Saved entries
-- -- --

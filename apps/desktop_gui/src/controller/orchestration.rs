//! Command orchestration helpers from UI actions to backend command queue.

use client_core::ConversationSession;
use crossbeam_channel::{Sender, TrySendError};
use shared::error::ChatError;

use crate::backend_bridge::commands::BackendCommand;

pub fn dispatch_backend_command(
    cmd_tx: &Sender<BackendCommand>,
    cmd: BackendCommand,
) -> Result<(), ChatError> {
    let cmd_name = cmd.name();

    match cmd_tx.try_send(cmd) {
        Ok(()) => {
            tracing::debug!(command = cmd_name, "queued ui->backend command");
            Ok(())
        }
        Err(TrySendError::Full(_)) => Err(ChatError::request_failed(
            "UI command queue is full; please retry",
        )),
        Err(TrySendError::Disconnected(_)) => Err(ChatError::request_failed(
            "Backend command processor disconnected (possible startup/runtime failure)",
        )),
    }
}

/// Starts a send for the composer draft and hands the request to the backend.
///
/// Returns whether a send was started. The draft is cleared only then. A
/// failed hand-off completes the send immediately so the session never stays
/// stuck awaiting a reply that cannot arrive.
pub fn submit_draft(
    session: &mut ConversationSession,
    draft: &mut String,
    cmd_tx: &Sender<BackendCommand>,
) -> bool {
    let pending = match session.begin_send(draft) {
        Ok(pending) => pending,
        Err(err) => {
            tracing::debug!(code = ?err.code(), "composer submit ignored");
            return false;
        }
    };
    draft.clear();

    if let Err(err) = dispatch_backend_command(
        cmd_tx,
        BackendCommand::SendMessage {
            request: pending.request,
        },
    ) {
        tracing::error!("failed to queue send_message: {err}");
        let _ = session.complete_send(Err(err));
    }
    true
}
use eframe::egui;

pub const PHONE_WIDTH: f32 = 375.0;
pub const PHONE_HEIGHT: f32 = 667.0;
pub const PHONE_BEZEL: f32 = 5.0;
pub const NOTCH_HEIGHT: f32 = 30.0;
pub const COMPOSER_HEIGHT: f32 = 64.0;

#[derive(Debug, Clone, Copy)]
pub struct PhonePalette {
    pub backdrop: egui::Color32,
    pub phone_body: egui::Color32,
    pub screen: egui::Color32,
    pub user_bubble: egui::Color32,
    pub responder_bubble: egui::Color32,
    pub bubble_text: egui::Color32,
    pub timestamp_text: egui::Color32,
    pub composer_background: egui::Color32,
    pub input_background: egui::Color32,
    pub send_button: egui::Color32,
    pub spinner_accent: egui::Color32,
    pub error_fill: egui::Color32,
    pub error_stroke: egui::Color32,
    pub error_text: egui::Color32,
    pub quick_action_fill: egui::Color32,
    pub quick_action_text: egui::Color32,
    pub status_text: egui::Color32,
}

pub fn phone_palette() -> PhonePalette {
    PhonePalette {
        backdrop: egui::Color32::from_rgb(42, 52, 57),
        phone_body: egui::Color32::BLACK,
        screen: egui::Color32::from_rgb(10, 10, 12),
        user_bubble: egui::Color32::from_rgb(59, 130, 246),
        responder_bubble: egui::Color32::from_rgb(55, 65, 81),
        bubble_text: egui::Color32::WHITE,
        timestamp_text: egui::Color32::from_rgba_unmultiplied(255, 255, 255, 178),
        composer_background: egui::Color32::from_rgb(31, 41, 55),
        input_background: egui::Color32::from_rgb(55, 65, 81),
        send_button: egui::Color32::from_rgb(59, 130, 246),
        spinner_accent: egui::Color32::from_rgb(59, 130, 246),
        error_fill: egui::Color32::from_rgb(127, 29, 29),
        error_stroke: egui::Color32::from_rgb(185, 28, 28),
        error_text: egui::Color32::from_rgb(254, 226, 226),
        quick_action_fill: egui::Color32::from_rgb(229, 231, 235),
        quick_action_text: egui::Color32::from_rgb(31, 41, 55),
        status_text: egui::Color32::from_rgb(156, 163, 175),
    }
}

pub fn visuals_for_phone(palette: PhonePalette) -> egui::Visuals {
    let mut visuals = egui::Visuals::dark();
    visuals.panel_fill = palette.backdrop;
    visuals.window_fill = palette.backdrop;
    visuals.extreme_bg_color = palette.input_background;
    visuals.override_text_color = Some(palette.bubble_text);
    visuals.selection.stroke = egui::Stroke::new(1.0, palette.spinner_accent);
    visuals
}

-- -- --

=== Problem ===
How many lines of these records include the word "ConversationSession"? Only the number should be written.

=== Task response ===
2